[Start of Attachment]

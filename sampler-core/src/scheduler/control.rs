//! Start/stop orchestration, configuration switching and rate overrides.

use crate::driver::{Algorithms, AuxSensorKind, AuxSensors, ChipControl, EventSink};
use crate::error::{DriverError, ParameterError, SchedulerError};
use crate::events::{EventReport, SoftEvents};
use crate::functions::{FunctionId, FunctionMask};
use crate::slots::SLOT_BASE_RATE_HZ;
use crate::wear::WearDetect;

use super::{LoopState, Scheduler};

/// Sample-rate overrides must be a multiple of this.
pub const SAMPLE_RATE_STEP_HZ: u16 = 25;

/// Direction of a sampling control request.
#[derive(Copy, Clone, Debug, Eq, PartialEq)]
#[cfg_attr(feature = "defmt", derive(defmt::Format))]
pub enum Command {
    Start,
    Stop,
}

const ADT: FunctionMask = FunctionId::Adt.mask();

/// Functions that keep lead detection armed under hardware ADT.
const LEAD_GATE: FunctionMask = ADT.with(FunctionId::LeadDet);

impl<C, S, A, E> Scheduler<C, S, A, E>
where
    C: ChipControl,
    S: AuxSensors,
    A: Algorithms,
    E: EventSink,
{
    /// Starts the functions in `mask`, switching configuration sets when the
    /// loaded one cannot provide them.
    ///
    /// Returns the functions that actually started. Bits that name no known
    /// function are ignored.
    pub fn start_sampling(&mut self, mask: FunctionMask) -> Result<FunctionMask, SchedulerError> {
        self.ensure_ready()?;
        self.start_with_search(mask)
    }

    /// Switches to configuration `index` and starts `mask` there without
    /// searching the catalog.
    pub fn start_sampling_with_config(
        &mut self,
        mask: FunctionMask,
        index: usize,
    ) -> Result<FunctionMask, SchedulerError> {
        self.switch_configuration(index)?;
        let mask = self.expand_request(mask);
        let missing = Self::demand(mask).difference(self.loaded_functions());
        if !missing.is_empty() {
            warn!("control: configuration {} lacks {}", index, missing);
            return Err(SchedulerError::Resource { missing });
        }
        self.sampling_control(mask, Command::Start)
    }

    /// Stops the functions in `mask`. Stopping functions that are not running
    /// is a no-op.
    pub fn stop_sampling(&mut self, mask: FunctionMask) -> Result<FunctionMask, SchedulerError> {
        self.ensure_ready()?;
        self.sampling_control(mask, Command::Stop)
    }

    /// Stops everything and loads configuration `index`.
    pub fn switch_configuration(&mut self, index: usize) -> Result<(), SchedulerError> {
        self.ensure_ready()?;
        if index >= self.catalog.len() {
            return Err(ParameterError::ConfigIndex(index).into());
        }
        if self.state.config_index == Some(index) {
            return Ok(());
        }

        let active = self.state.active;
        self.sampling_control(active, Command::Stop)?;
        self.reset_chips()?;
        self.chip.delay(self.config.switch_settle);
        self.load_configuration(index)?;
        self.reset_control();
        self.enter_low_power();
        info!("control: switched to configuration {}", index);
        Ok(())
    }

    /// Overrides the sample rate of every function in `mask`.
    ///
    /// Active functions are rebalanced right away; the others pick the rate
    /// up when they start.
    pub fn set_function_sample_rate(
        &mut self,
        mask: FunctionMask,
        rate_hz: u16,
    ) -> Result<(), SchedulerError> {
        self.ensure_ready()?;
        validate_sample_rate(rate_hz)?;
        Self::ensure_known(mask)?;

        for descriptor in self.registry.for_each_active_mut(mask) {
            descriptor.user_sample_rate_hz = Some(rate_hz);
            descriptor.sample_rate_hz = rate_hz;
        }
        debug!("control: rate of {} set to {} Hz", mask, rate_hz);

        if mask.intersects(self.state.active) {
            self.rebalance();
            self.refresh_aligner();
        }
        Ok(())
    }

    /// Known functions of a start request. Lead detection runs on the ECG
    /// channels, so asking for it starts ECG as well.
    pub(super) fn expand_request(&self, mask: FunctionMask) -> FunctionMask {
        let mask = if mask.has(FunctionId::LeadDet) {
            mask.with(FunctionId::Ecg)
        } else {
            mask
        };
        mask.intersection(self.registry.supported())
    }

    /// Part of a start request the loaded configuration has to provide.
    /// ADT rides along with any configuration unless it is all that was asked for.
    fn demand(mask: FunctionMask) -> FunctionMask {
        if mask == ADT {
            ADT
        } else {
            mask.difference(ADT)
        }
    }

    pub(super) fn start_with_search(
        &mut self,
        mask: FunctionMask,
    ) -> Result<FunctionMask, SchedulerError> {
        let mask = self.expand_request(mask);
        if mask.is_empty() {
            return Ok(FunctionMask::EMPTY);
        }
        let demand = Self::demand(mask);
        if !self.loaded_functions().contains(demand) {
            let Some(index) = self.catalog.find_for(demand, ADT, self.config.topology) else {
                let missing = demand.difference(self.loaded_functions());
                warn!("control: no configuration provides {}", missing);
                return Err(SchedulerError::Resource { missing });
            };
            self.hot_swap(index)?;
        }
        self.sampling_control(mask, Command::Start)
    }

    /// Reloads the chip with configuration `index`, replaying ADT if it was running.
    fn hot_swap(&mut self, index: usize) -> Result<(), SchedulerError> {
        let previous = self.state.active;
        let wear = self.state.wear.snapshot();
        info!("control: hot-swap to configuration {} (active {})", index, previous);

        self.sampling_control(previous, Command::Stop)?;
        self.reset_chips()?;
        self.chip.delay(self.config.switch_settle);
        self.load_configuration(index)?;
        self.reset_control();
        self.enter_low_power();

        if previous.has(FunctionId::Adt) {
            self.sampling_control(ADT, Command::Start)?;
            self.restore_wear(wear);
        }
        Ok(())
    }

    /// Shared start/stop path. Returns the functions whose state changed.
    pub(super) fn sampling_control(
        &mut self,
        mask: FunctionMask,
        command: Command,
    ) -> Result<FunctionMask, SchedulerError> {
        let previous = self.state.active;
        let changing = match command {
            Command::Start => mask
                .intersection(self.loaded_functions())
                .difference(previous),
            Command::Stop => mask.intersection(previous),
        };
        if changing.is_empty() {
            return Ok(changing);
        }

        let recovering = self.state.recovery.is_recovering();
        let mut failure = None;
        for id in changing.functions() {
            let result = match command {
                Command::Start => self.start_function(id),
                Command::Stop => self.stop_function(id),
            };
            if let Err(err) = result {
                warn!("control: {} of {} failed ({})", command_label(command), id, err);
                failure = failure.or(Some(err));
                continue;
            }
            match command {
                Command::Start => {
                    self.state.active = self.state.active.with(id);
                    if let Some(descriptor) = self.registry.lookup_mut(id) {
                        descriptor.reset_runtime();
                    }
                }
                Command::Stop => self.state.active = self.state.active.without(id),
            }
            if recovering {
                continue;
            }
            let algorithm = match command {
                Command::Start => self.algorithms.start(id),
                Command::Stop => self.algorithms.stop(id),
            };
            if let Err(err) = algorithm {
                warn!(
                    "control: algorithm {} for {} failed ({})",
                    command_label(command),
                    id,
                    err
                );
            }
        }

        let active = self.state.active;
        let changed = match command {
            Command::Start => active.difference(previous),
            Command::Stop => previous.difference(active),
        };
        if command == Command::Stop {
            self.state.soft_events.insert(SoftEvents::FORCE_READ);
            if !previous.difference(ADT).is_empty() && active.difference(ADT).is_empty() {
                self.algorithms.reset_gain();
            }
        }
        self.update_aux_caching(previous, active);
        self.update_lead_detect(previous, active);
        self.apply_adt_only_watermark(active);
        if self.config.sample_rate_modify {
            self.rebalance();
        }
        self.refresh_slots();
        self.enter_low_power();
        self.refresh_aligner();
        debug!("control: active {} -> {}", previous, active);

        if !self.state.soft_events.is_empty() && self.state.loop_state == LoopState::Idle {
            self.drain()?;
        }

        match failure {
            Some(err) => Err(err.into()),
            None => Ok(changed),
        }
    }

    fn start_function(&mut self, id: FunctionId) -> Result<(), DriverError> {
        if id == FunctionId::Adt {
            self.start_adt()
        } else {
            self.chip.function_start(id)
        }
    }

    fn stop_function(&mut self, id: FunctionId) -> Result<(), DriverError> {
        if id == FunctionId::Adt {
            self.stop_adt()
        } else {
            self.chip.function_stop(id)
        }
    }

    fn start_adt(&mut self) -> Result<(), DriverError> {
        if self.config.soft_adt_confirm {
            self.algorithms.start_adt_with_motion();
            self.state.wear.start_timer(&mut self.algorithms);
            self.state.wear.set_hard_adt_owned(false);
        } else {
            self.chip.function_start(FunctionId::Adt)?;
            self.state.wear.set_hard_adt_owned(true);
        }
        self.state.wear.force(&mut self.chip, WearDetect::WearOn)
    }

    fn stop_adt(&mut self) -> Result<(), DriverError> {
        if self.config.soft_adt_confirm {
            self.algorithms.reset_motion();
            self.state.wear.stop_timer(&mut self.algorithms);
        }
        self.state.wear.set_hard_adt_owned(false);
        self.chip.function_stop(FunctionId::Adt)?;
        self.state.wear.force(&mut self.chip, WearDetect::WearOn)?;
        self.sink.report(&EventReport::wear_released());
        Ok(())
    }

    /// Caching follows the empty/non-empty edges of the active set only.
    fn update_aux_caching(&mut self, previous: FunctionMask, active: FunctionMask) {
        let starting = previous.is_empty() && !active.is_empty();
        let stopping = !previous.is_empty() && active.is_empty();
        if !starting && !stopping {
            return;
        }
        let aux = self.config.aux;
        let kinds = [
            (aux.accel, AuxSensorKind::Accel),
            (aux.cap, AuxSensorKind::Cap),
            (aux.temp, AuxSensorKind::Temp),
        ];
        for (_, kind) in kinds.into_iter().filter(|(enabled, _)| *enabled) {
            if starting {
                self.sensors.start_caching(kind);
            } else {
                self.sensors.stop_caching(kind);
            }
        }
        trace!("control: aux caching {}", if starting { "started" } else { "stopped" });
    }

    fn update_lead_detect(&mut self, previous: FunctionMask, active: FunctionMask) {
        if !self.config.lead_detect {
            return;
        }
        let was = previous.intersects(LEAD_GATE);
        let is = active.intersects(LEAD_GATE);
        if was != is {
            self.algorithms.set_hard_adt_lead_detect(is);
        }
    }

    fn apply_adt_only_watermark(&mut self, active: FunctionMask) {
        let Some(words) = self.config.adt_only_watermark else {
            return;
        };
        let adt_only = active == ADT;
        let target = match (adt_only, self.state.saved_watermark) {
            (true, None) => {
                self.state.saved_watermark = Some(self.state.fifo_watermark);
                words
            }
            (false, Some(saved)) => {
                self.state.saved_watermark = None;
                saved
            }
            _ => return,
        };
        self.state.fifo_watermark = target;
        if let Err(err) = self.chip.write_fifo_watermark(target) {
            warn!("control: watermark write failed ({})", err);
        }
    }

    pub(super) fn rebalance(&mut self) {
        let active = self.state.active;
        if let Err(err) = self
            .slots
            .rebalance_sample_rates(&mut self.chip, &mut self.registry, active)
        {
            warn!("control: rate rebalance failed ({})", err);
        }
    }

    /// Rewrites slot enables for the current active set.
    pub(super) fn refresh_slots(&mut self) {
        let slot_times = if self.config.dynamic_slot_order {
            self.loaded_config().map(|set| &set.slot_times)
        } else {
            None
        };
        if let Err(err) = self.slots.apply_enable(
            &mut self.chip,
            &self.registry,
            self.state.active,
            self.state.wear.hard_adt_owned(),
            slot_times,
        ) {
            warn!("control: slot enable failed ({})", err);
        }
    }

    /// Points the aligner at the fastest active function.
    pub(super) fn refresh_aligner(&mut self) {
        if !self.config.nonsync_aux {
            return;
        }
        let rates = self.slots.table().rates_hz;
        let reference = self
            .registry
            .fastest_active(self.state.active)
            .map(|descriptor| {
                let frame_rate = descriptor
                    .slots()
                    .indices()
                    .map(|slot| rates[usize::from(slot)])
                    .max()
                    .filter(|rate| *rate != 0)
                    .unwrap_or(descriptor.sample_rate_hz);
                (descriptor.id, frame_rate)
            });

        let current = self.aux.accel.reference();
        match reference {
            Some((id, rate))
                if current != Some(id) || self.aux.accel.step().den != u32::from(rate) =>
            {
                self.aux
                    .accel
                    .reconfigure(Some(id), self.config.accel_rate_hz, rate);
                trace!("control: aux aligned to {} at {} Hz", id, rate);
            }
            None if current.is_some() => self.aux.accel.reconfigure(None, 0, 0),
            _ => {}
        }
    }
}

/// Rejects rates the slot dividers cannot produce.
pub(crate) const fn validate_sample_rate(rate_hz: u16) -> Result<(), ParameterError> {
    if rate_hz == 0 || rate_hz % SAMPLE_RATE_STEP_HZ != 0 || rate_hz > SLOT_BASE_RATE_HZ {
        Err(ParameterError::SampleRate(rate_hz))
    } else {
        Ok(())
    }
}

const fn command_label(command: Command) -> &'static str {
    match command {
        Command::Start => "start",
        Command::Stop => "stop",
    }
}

[End of Attachment]

When the line with "ECG as well." is reached in the data above, begin copying, and stop after the line with "self.catalog.find_for(demand, ADT, self.config.topology)"; copy each line exactly, both ends included.

    /// channels, so asking for it starts ECG as well.
    pub(super) fn expand_request(&self, mask: FunctionMask) -> FunctionMask {
        let mask = if mask.has(FunctionId::LeadDet) {
            mask.with(FunctionId::Ecg)
        } else {
            mask
        };
        mask.intersection(self.registry.supported())
    }

    /// Part of a start request the loaded configuration has to provide.
    /// ADT rides along with any configuration unless it is all that was asked for.
    fn demand(mask: FunctionMask) -> FunctionMask {
        if mask == ADT {
            ADT
        } else {
            mask.difference(ADT)
        }
    }

    pub(super) fn start_with_search(
        &mut self,
        mask: FunctionMask,
    ) -> Result<FunctionMask, SchedulerError> {
        let mask = self.expand_request(mask);
        if mask.is_empty() {
            return Ok(FunctionMask::EMPTY);
        }
        let demand = Self::demand(mask);
        if !self.loaded_functions().contains(demand) {
            let Some(index) = self.catalog.find_for(demand, ADT, self.config.topology) else {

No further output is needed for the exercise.